ASSIGNED TASK:
Find the line with "pub async fn" in the entries below. Repeat it, every following line, and the line with "debug!(attempt, max_attempts = attempts, delay_ms", exactly and with nothing added.

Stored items
□ □ □ □ □

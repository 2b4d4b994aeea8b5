//! Bounded retry with a fixed pause between attempts.
//!
//! Used by every probe that is allowed to try more than once: name
//! resolution, wake-on-lan, the ssh port and the ssh handshake.

use std::future::Future;
use std::time::Duration;
use tracing::debug;

#[derive(Debug, Clone, Copy, PartialEq, Eq)]
pub struct RetryPolicy {
    /// Total number of attempts, including the first one.
    pub max_attempts: u32,

    /// Pause after a failed attempt.
    pub delay: Duration,
}

impl RetryPolicy {
    /// Fixed delay between attempts.
    pub const fn fixed(max_attempts: u32, delay: Duration) -> Self {
        Self { max_attempts, delay }
    }

    /// Same policy with no pause between attempts.
    pub const fn immediate(max_attempts: u32) -> Self {
        Self::fixed(max_attempts, Duration::ZERO)
    }

    pub const fn with_attempts(mut self, max_attempts: u32) -> Self {
        self.max_attempts = max_attempts;
        self
    }

    /// Run `op` until it succeeds or the attempts are used up.
    ///
    /// `op` receives the 1-based attempt number. The last error is returned
    /// when every attempt failed. A policy with zero attempts still runs `op`
    /// once.
    pub async fn run<T, E, F, Fut>(&self, mut op: F) -> Result<T, E>
    where
        F: FnMut(u32) -> Fut,
        Fut: Future<Output = Result<T, E>>,
    {
        let attempts = self.max_attempts.max(1);
        let mut attempt = 1;

        loop {
            match op(attempt).await {
                Ok(value) => return Ok(value),
                Err(e) if attempt >= attempts => return Err(e),
                Err(_) => {
                    debug!(attempt, max_attempts = attempts, delay_ms = self.delay.as_millis() as u64, "Attempt failed, retrying");
                    if !self.delay.is_zero() {
                        tokio::time::sleep(self.delay).await;
                    }
                    attempt += 1;
                }
            }
        }
    }
}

□ □ □ □ □

EXERCISE OUTPUT:
    pub async fn run<T, E, F, Fut>(&self, mut op: F) -> Result<T, E>
    where
        F: FnMut(u32) -> Fut,
        Fut: Future<Output = Result<T, E>>,
    {
        let attempts = self.max_attempts.max(1);
        let mut attempt = 1;

        loop {
            match op(attempt).await {
                Ok(value) => return Ok(value),
                Err(e) if attempt >= attempts => return Err(e),
                Err(_) => {
                    debug!(attempt, max_attempts = attempts, delay_ms = self.delay.as_millis() as u64, "Attempt failed, retrying");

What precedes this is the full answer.